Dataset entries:

_ _ _

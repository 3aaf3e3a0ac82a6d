use anyhow::{Context, Result};
use clap::{Parser, Subcommand, ValueEnum};
use cryptobench_runner::artifacts;
use cryptobench_runner::catalog::{
    Architecture, Catalog, Dimensions, EnvDimension, PayloadChannel, StartType,
};
use cryptobench_runner::config::{HarnessConfig, Profile};
use cryptobench_runner::harness::Harness;
use cryptobench_runner::invoker::DescriptorFactory;
use cryptobench_runner::payload::{Language, Operation};
use cryptobench_runner::resolve::{AzureResolver, Ec2Resolver, LambdaResolver, Resolver};
use cryptobench_runner::sampler::Sampler;
use cryptobench_runner::schema::RunMeta;
use cryptobench_runner::sink::{CsvSink, FanOut, JsonReportSink};
use cryptobench_runner::Target;
use std::path::PathBuf;
use tracing::info;
use tracing_subscriber::EnvFilter;

#[derive(Clone, Copy, Debug, ValueEnum)]
enum ProfileArg {
    Quick,
    Full,
}

impl From<ProfileArg> for Profile {
    fn from(v: ProfileArg) -> Self {
        match v {
            ProfileArg::Quick => Profile::Quick,
            ProfileArg::Full => Profile::Full,
        }
    }
}

#[derive(Subcommand, Debug)]
enum Command {
    /// Spawn local workload executables and sample their CPU/memory.
    Ec2 {
        /// Root of the per-language workload tree (`<root>/<lang>/<arch>/<op>`).
        #[arg(long, value_name = "DIR", default_value = "../iac-microbenchmark/ec2")]
        root: PathBuf,

        /// Instance type recorded as the environment dimension.
        #[arg(long, default_value = "local")]
        instance_type: String,

        /// Workload architecture; defaults to the host's.
        #[arg(long)]
        arch: Option<Architecture>,

        /// Feed the payload on stdin instead of as the last argument.
        #[arg(long, default_value_t = false)]
        stdin: bool,
    },

    /// POST to Lambda functions, one URL per (arch, language, operation, memory).
    Lambda {
        #[arg(long, value_name = "FILE", default_value = "../iac-microbenchmark/lambda_benchmark_urls.json")]
        urls: PathBuf,

        /// Memory sizes in MB.
        #[arg(long, value_delimiter = ',', default_values_t = [128u32, 256, 512, 1024, 1536, 2048])]
        memory_sizes: Vec<u32>,

        #[arg(long, value_delimiter = ',', default_values = ["x86", "arm"])]
        architectures: Vec<Architecture>,
    },

    /// POST to Azure Functions, one URL per function name.
    Azure {
        #[arg(long, value_name = "FILE", default_value = "./function_urls.json")]
        urls: PathBuf,
    },
}

impl Command {
    fn target(&self) -> Target {
        match self {
            Command::Ec2 { .. } => Target::Ec2,
            Command::Lambda { .. } => Target::Lambda,
            Command::Azure { .. } => Target::Azure,
        }
    }
}

#[derive(Parser, Debug)]
#[command(name = "cryptobench-runner")]
#[command(about = "Cryptographic microbenchmark runner (JSON/CSV output)")]
struct Args {
    #[arg(long, value_enum, default_value_t = ProfileArg::Full, global = true)]
    profile: ProfileArg,

    /// Seed for reproducible test case ids.
    #[arg(long, default_value_t = 0, global = true)]
    seed: u64,

    /// Where to write the JSON report. If omitted, prints to stdout.
    #[arg(long, global = true)]
    out: Option<PathBuf>,

    /// Also write one CSV row per iteration here.
    #[arg(long, value_name = "FILE", global = true)]
    csv: Option<PathBuf>,

    /// JSON file overriding harness tunables.
    #[arg(long, value_name = "FILE", global = true)]
    config: Option<PathBuf>,

    #[arg(long, value_name = "DIR", default_value = "../../TestArtifacts/inputs", global = true)]
    inputs: PathBuf,

    /// Expected outputs; omit to run without validation.
    #[arg(long, value_name = "DIR", global = true)]
    answers: Option<PathBuf>,

    /// Comma-separated subset of languages (default: all the target deploys).
    #[arg(long, value_delimiter = ',', global = true)]
    languages: Vec<Language>,

    /// Comma-separated subset of operations (default: all the target deploys).
    #[arg(long, value_delimiter = ',', global = true)]
    operations: Vec<Operation>,

    #[arg(long, value_delimiter = ',', default_values = ["cold", "warm"], global = true)]
    start_types: Vec<StartType>,

    /// Override the profile's iteration count.
    #[arg(long, global = true)]
    iterations: Option<u64>,

    /// Override the warm-up count.
    #[arg(long, global = true)]
    warmup: Option<u32>,

    /// Kill an invocation that runs longer than this.
    #[arg(long, value_name = "MS", global = true)]
    timeout_ms: Option<u64>,

    /// Print the expanded catalog and exit without invoking anything.
    #[arg(long, default_value_t = false, global = true)]
    dry_run: bool,

    #[command(subcommand)]
    cmd: Command,
}

/// Run timestamp as `unix:<seconds>`.
fn now_unix_label() -> String {
    use std::time::{SystemTime, UNIX_EPOCH};
    let secs = SystemTime::now()
        .duration_since(UNIX_EPOCH)
        .unwrap_or_default()
        .as_secs();
    format!("unix:{secs}")
}

fn git_sha_short() -> Option<String> {
    // Best-effort: read from environment set by CI/build scripts.
    std::env::var("GIT_SHA")
        .ok()
        .or_else(|| std::env::var("GITHUB_SHA").ok())
        .map(|s| s.chars().take(12).collect())
}

fn init_logging() {
    let filter = EnvFilter::try_from_default_env().unwrap_or_else(|_| EnvFilter::new("info"));
    tracing_subscriber::fmt()
        .with_env_filter(filter)
        .with_target(false)
        .with_writer(std::io::stderr)
        .init();
}

fn harness_config(args: &Args, target: Target, profile: Profile) -> Result<HarnessConfig> {
    let mut cfg = HarnessConfig::for_target(target);
    cfg.warmup_count = profile.warmup_iters();
    if let Some(path) = &args.config {
        cfg = cfg
            .merge_file(path)
            .with_context(|| format!("loading harness config {}", path.display()))?;
    }
    if let Some(warmup) = args.warmup {
        cfg.warmup_count = warmup;
    }
    if let Some(ms) = args.timeout_ms {
        cfg.invocation_timeout_ms = Some(ms);
    }
    if let Command::Ec2 { stdin: true, .. } = args.cmd {
        cfg.payload_channel = PayloadChannel::Stdin;
    }
    Ok(cfg)
}

/// Resolver plus the environment and architecture dimensions for a target.
fn resolution(
    cmd: &Command,
    cfg: &HarnessConfig,
) -> Result<(Box<dyn Resolver>, Vec<EnvDimension>, Vec<Architecture>)> {
    Ok(match cmd {
        Command::Ec2 {
            root,
            instance_type,
            arch,
            ..
        } => (
            Box::new(Ec2Resolver::new(root.clone(), cfg.payload_channel)) as Box<dyn Resolver>,
            vec![EnvDimension::InstanceType(instance_type.clone())],
            vec![arch.unwrap_or_else(Architecture::host)],
        ),
        Command::Lambda {
            urls,
            memory_sizes,
            architectures,
        } => {
            let endpoints =
                artifacts::load_lambda_endpoints(urls).context("loading lambda urls")?;
            (
                Box::new(LambdaResolver::new(endpoints)) as Box<dyn Resolver>,
                memory_sizes.iter().copied().map(EnvDimension::MemoryMb).collect(),
                architectures.clone(),
            )
        }
        Command::Azure { urls } => {
            let urls = artifacts::load_azure_urls(urls).context("loading azure function urls")?;
            (
                Box::new(AzureResolver::new(urls)) as Box<dyn Resolver>,
                vec![EnvDimension::None],
                vec![Architecture::X86],
            )
        }
    })
}

fn main() -> Result<()> {
    init_logging();
    let args = Args::parse();
    let target = args.cmd.target();
    let profile: Profile = args.profile.into();
    let cfg = harness_config(&args, target, profile)?;

    let languages = if args.languages.is_empty() {
        target.default_languages()
    } else {
        args.languages.clone()
    };
    let operations = if args.operations.is_empty() {
        target.default_operations()
    } else {
        args.operations.clone()
    };

    let inputs = artifacts::load_inputs(&args.inputs, &operations)
        .context("loading operation inputs")?;
    info!(count = inputs.len(), "loaded operation inputs");
    let answers = match &args.answers {
        Some(dir) => {
            let answers =
                artifacts::load_answers(dir, &operations).context("loading correct answers")?;
            info!(count = answers.len(), "loaded correct answers");
            Some(answers)
        }
        None => None,
    };

    let (resolver, environments, architectures) = resolution(&args.cmd, &cfg)?;

    let dims = Dimensions {
        languages,
        operations,
        start_types: args.start_types.clone(),
        environments,
        architectures,
    };
    let iterations = args.iterations.unwrap_or_else(|| profile.iters(target));
    let catalog = Catalog::build(
        dims,
        iterations,
        args.seed,
        &inputs,
        answers.as_ref(),
        resolver.as_ref(),
    )
    .context("building test case catalog")?;
    info!(cases = catalog.len(), iterations, target = target.as_str(), "catalog ready");

    if args.dry_run {
        let cases: Vec<_> = catalog.iter().collect();
        println!("{}", serde_json::to_string_pretty(&cases)?);
        return Ok(());
    }

    let meta = RunMeta {
        schema_version: 1,
        runner_version: env!("CARGO_PKG_VERSION").to_string(),
        profile: profile.as_str().to_string(),
        target: target.as_str().to_string(),
        seed: args.seed,
        timestamp_utc: now_unix_label(),
        git_sha: git_sha_short(),
    };

    let mut sink = FanOut::default();
    sink.push(Box::new(JsonReportSink::new(meta, args.out.clone())));
    if let Some(path) = &args.csv {
        let csv = CsvSink::create(path).with_context(|| format!("creating {}", path.display()))?;
        sink.push(Box::new(csv));
    }

    let mut factory = DescriptorFactory::new(&cfg);
    let harness = match target {
        Target::Ec2 => Harness::new(cfg),
        Target::Lambda | Target::Azure => Harness::with_sampler(cfg, Sampler::Unavailable),
    };
    harness
        .run(&catalog, &mut factory, &mut sink)
        .context("writing results")?;

    Ok(())
}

_ _ _

• Exercise aim
Which of the lines above carry the string "ValueEnum"? Copy every one.

• Solution below
use clap::{Parser, Subcommand, ValueEnum};
#[derive(Clone, Copy, Debug, ValueEnum)]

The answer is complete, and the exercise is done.